Dit que sur les diligences du procureur général près la Cour de cassation, le présent arrêt sera transmis pour être transcrit en marge ou à la suite de l'arrêt partiellement cassé ;

Ainsi fait et jugé par la Cour de cassation, chambre sociale, et prononcé par le président en son audience publique du dix-neuf mai deux mille vingt et un.

MOYEN ANNEXE au présent arrêt :

Moyen produit par la SCP Bauer-Violas, Feschotte-Desbois et Sebagh, avocat aux Conseils, pour M. [A]

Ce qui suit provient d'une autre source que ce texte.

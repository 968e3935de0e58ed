//! Criterion micro-benchmarks for spawn, compaction and stream access.

use std::hint::black_box;

use criterion::{criterion_group, criterion_main, BatchSize, Criterion};
use mote_bench::{emitter_profile, kill_list};
use mote_container::SpawnEntry;
use mote_core::IndexRange;
use mote_test_utils::fixtures::random_kill_list;
use mote_test_utils::TestPopulation;
use wide::f32x4;

/// Benchmark: stage and commit 10K newborns into a 100K population.
fn bench_spawn_10k(c: &mut Criterion) {
    c.bench_function("spawn_commit_10k", |b| {
        b.iter_batched(
            || emitter_profile(100_000, 1).unwrap().0,
            |mut container| {
                let staged = container
                    .add_particles(&[SpawnEntry::new(10_000).with_age(0.0, 1e-5)])
                    .unwrap();
                container.reset_spawned_particles();
                black_box(staged);
                container
            },
            BatchSize::LargeInput,
        );
    });
}

/// Benchmark: remove 10% of a 100K population.
fn bench_remove_10_percent(c: &mut Criterion) {
    let remove = kill_list(100_000, 0.1, 7);
    c.bench_function("remove_100k_10pct", |b| {
        b.iter_batched(
            || emitter_profile(100_000, 1).unwrap().0,
            |mut container| {
                container.remove_particles(black_box(&remove));
                container
            },
            BatchSize::LargeInput,
        );
    });
}

/// Benchmark: remove 10% of a 100K population with every standard field
/// enabled, init shadows and orientation included.
fn bench_remove_all_fields(c: &mut Criterion) {
    let remove = random_kill_list(100_000, 0.1, 7);
    c.bench_function("remove_all_fields_100k_10pct", |b| {
        b.iter_batched(
            || TestPopulation::new(100_000).build().0,
            |mut container| {
                container.remove_particles(black_box(&remove));
                container
            },
            BatchSize::LargeInput,
        );
    });
}

/// Benchmark: scalar position integration over 100K particles.
fn bench_integrate_scalar(c: &mut Criterion) {
    let (mut container, fields) = emitter_profile(100_000, 1).unwrap();
    let live = container.live_range();
    c.bench_function("integrate_scalar_100k", |b| {
        b.iter(|| {
            let mut streams = container.streams();
            let velocity = streams.read_vec3(fields.velocity, glam::Vec3::ZERO);
            let mut position = streams.write_vec3(fields.position);
            for i in live {
                let p = position.load(i) + velocity.load(i) * 0.016;
                position.store(i, p);
            }
        });
    });
}

/// Benchmark: lane-wide integration of one component over 100K particles.
fn bench_integrate_lanes(c: &mut Criterion) {
    let (mut container, fields) = emitter_profile(100_000, 1).unwrap();
    let groups = IndexRange::new(0, mote_core::align_up(container.live_count())).groups();
    let x = fields.position.component(0);
    let vx = fields.velocity.component(0);
    let dt = f32x4::splat(0.016);
    c.bench_function("integrate_lanes_100k", |b| {
        b.iter(|| {
            let mut streams = container.streams();
            let v = streams.read(vx, 0.0);
            let mut p = streams.write(x);
            for g in groups {
                p.store_lanes(g, p.load_lanes(g) + v.load_lanes(g) * dt);
            }
        });
    });
}

criterion_group!(
    benches,
    bench_spawn_10k,
    bench_remove_10_percent,
    bench_remove_all_fields,
    bench_integrate_scalar,
    bench_integrate_lanes
);
criterion_main!(benches);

Il est fait grief à l'arrêt infirmatif attaqué d'avoir débouté M. [A] de l'intégralité de ses demandes de requalification de sa relation de travail avec la société Est Ouvrages en un contrat à durée indéterminée y compris les demandes indemnitaires, salariales, et de rectification des documents de fin de contrat afférentes,

AUX MOTIFS QUE
Sur la requalification des contrats de travail temporaire en contrat de travail à durée indéterminée

M. [F][A] se base sur divers fondements pour réclamer la requalification de ses contrats de travail temporaires en contrat de travail à durée indéterminée.

Il se fonde tout d'abord sur le motif de recours au contrat intérimaire, ainsi que sur le non-respect des règles relatives au renouvellement du contrat.

Il se fonde ensuite sur le non-respect du délai de carence, et ajoute que, si ce non-respect n'est pas de nature à entraîner la qualification des contrats de mission en contrat è durée indéterminée è l'égard de l'entreprise utilisatrice, cependant, il y a lieu de le prendre en compte en tant qu'élément supplémentaire dans l'appréciation de la situation pouvant permettre de considérer qu'il a été pourvu par le salarié temporaire à un emploi durable dans l'entreprise.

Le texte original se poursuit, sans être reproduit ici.